CVE-2019-0604

This exploit targets a deserialization vulnerability in SharePoint's Picker.aspx page, allowing remote command execution by crafting a malicious payload. The script serializes commands into a specific format and sends them to the target URL.

This PoC exploits CVE-2019-0604, a SharePoint deserialization vulnerability, by crafting a malicious payload using XAML and ObjectDataProvider to achieve remote code execution. The code demonstrates the encoding/decoding process for the exploit payload.

This is a functional exploit for CVE-2019-0604, a SharePoint RCE vulnerability. The script constructs a malicious payload to achieve remote code execution via a deserialization flaw in SharePoint's Picker.aspx endpoint.

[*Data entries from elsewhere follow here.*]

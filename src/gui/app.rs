//! Dashboard Main Application
//! Page selector, right-hand control panel and central chart/table area.

use crate::charts::StaticChartRenderer;
use crate::config::DashboardConfig;
use crate::data::CanonicalTable;
use crate::gui::control_panel::Page;
use crate::gui::{ChartViewer, ControlPanel, ControlPanelAction};
use crate::query::{chart_view, ranking_view, ChartOutcome};
use egui::{RichText, SidePanel};
use std::sync::Arc;

pub const APP_TITLE: &str = "Originación Sistema Financiero Ecuatoriano";

/// Main application window over the shared, read-only table.
pub struct DashboardApp {
    table: Arc<CanonicalTable>,
    control_panel: ControlPanel,
    chart_viewer: ChartViewer,
    export_size: [u32; 2],
}

impl DashboardApp {
    pub fn new(
        _cc: &eframe::CreationContext<'_>,
        table: Arc<CanonicalTable>,
        config: &DashboardConfig,
    ) -> Self {
        let control_panel = ControlPanel::new(&table);
        let mut app = Self {
            table,
            control_panel,
            chart_viewer: ChartViewer::new(),
            export_size: config.export_size,
        };
        app.refresh();
        app
    }

    /// Re-run the query of the active page.
    fn refresh(&mut self) {
        match self.control_panel.page {
            Page::Evolution => {
                self.chart_viewer.chart = self
                    .control_panel
                    .chart_query()
                    .map(|query| chart_view(&self.table, &query));
            }
            Page::Ranking => {
                self.chart_viewer.ranking = self
                    .control_panel
                    .ranking_query()
                    .map(|query| ranking_view(&self.table, &query));
            }
        }
    }

    /// Handle PNG export of the current chart.
    fn handle_export_png(&mut self) {
        let Some(Ok(ChartOutcome::Series(chart))) = &self.chart_viewer.chart else {
            self.control_panel.set_status("No chart to export");
            return;
        };

        let Some(path) = rfd::FileDialog::new()
            .add_filter("PNG", &["png"])
            .set_file_name("grafico_evolutivo.png")
            .save_file()
        else {
            return;
        };

        let [width, height] = self.export_size;
        match StaticChartRenderer::render_png(chart, &path, width, height) {
            Ok(()) => {
                self.control_panel
                    .set_status(&format!("Exported {}", path.display()));
                if let Err(e) = open::that(&path) {
                    tracing::warn!(error = %e, "could not open exported chart");
                }
            }
            Err(e) => {
                tracing::error!(error = %e, "chart export failed");
                self.control_panel.set_status(&format!("Error: {}", e));
            }
        }
    }
}

impl eframe::App for DashboardApp {
    fn update(&mut self, ctx: &egui::Context, _frame: &mut eframe::Frame) {
        egui::TopBottomPanel::top("title").show(ctx, |ui| {
            ui.vertical_centered(|ui| {
                ui.label(RichText::new(APP_TITLE).size(16.0).strong());
            });
        });

        // Right panel - selectors
        SidePanel::right("control_panel")
            .min_width(280.0)
            .max_width(340.0)
            .show(ctx, |ui| {
                egui::ScrollArea::vertical().show(ui, |ui| {
                    match self.control_panel.show(ui, &self.table) {
                        ControlPanelAction::SelectionChanged => self.refresh(),
                        ControlPanelAction::ExportPng => self.handle_export_png(),
                        ControlPanelAction::None => {}
                    }
                });
            });

        egui::CentralPanel::default().show(ctx, |ui| {
            ui.label(RichText::new(self.control_panel.page.title()).size(16.0));
            ui.add_space(8.0);
            match self.control_panel.page {
                Page::Evolution => self.chart_viewer.show_chart(ui),
                Page::Ranking => self.chart_viewer.show_ranking(ui),
            }
        });
    }
}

This repository provides a GUI tool to generate custom payloads for CVE-2019-0604, a SharePoint RCE vulnerability. It allows users to create serialized XML payloads for command execution via deserialization.

This repository contains a weaponized exploit for CVE-2019-0604, a SharePoint RCE vulnerability. It includes functionality for command execution, file upload, and out-of-band data exfiltration via DNS or HTTP.

This repository contains Sigma rules for detecting potential exploitation of CVE-2019-0604, a SharePoint RCE vulnerability, by monitoring for suspicious child processes spawned by IIS worker processes. The rules are designed for Sysmon logs and are marked as experimental.

This PoC exploits CVE-2019-0604, a .NET deserialization vulnerability in SharePoint, by crafting a malicious payload using XAML and ObjectDataProvider to achieve remote code execution. The code demonstrates the encoding/decoding process for the exploit payload.

This repository contains a Proof of Concept (PoC) for CVE-2019-0604, a deserialization vulnerability in SharePoint 2010 SP2 running on .NET 3.5. The exploit generates a serialized payload to trigger remote code execution by leveraging the `EntityInstanceIdEncoder` class.